EXERCISE AIM. Within the data beneath, some lines may hold the word "TmuxError". Give the number of those lines and nothing else.
++++ EXERCISE DATA ++++
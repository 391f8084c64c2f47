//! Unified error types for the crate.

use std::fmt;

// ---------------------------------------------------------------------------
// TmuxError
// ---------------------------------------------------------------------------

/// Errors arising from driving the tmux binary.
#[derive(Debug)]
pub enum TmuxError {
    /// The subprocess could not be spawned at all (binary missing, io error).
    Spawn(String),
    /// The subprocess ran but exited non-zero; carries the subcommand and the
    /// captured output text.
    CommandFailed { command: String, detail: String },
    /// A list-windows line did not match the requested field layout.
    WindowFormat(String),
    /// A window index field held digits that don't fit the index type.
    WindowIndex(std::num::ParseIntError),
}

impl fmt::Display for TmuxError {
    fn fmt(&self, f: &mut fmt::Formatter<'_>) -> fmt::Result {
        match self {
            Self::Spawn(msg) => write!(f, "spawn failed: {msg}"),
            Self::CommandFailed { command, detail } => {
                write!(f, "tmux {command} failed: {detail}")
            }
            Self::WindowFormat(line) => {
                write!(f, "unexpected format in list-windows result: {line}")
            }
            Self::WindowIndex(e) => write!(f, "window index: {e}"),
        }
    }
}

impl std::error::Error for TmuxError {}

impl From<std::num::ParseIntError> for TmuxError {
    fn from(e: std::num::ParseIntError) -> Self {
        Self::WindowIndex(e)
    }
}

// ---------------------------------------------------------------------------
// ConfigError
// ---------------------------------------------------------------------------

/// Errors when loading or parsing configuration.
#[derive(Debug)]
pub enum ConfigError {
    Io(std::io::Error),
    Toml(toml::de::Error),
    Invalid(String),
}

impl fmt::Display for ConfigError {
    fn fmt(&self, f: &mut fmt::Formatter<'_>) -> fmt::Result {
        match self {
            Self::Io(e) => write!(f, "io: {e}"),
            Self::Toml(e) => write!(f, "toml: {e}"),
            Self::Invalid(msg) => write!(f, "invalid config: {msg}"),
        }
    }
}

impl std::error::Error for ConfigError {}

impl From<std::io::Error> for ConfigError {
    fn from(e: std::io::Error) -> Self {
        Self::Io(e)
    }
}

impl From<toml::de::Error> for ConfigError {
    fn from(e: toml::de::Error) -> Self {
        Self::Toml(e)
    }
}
++++
SOLUTION FOR THIS PROBLEM. 5